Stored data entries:
--------------------------------

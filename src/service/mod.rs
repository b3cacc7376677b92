//
//  upcloud-api
//  service/mod.rs
//
//  Created by Ngonidzashe Mangudya on 2026/10/19.
//  Copyright (c) 2026 IAMNGONI. All rights reserved.
//

//! # Service Facade
//!
//! One method per API operation. Each method builds nothing itself: it takes
//! a request value, picks the dispatcher verb, and returns the decoded
//! payload without its JSON envelope.
//!
//! Operations whose API answers only with a status re-read the resource, so
//! callers always get the current object back (for example
//! [`Service::modify_subaccount`] returns the sub-account's details).
//!
//! ## Operations
//!
//! | Area | Module |
//! |------|--------|
//! | Accounts and sub-accounts | [`account`] |
//! | Servers and server waits | [`server`] |
//! | Storages, imports and storage waits | [`storage`] |
//! | Tags | [`tag`] |
//! | Permissions | [`permission`] |
//!
//! ## Example
//!
//! ```rust,no_run
//! use tokio_util::sync::CancellationToken;
//! use upcloud_api::api::Client;
//! use upcloud_api::Service;
//!
//! # async fn example() -> upcloud_api::Result<()> {
//! let service = Service::new(Client::new("api-user", "secret")?);
//! for server in service.get_servers(&CancellationToken::new()).await? {
//!     println!("{} {}", server.uuid, server.state);
//! }
//! # Ok(())
//! # }
//! ```

pub mod account;
pub mod permission;
pub mod server;
pub mod storage;
pub mod tag;

use crate::api::Client;
use crate::config::Config;

/// Operation-level entry point to the UpCloud API.
///
/// Cheap to clone; clones share the underlying connection pool.
#[derive(Debug, Clone)]
pub struct Service {
    client: Client,
}

impl Service {
    /// Wraps an existing client.
    pub fn new(client: Client) -> Self {
        Self { client }
    }

    /// Builds a client from `config` and wraps it.
    ///
    /// # Errors
    ///
    /// Fails if credentials are missing, the API URL is invalid, or a
    /// configured duration is zero.
    pub fn from_config(config: &Config) -> anyhow::Result<Self> {
        Ok(Self::new(Client::from_config(config)?))
    }

    /// The underlying client, for requests the facade does not cover.
    pub fn client(&self) -> &Client {
        &self.client
    }
}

--------------------------------

Where the records above contain a line with "does not cover.", repeat that line and each later line through the end, exactly, and nothing more.

    /// The underlying client, for requests the facade does not cover.
    pub fn client(&self) -> &Client {
        &self.client
    }
}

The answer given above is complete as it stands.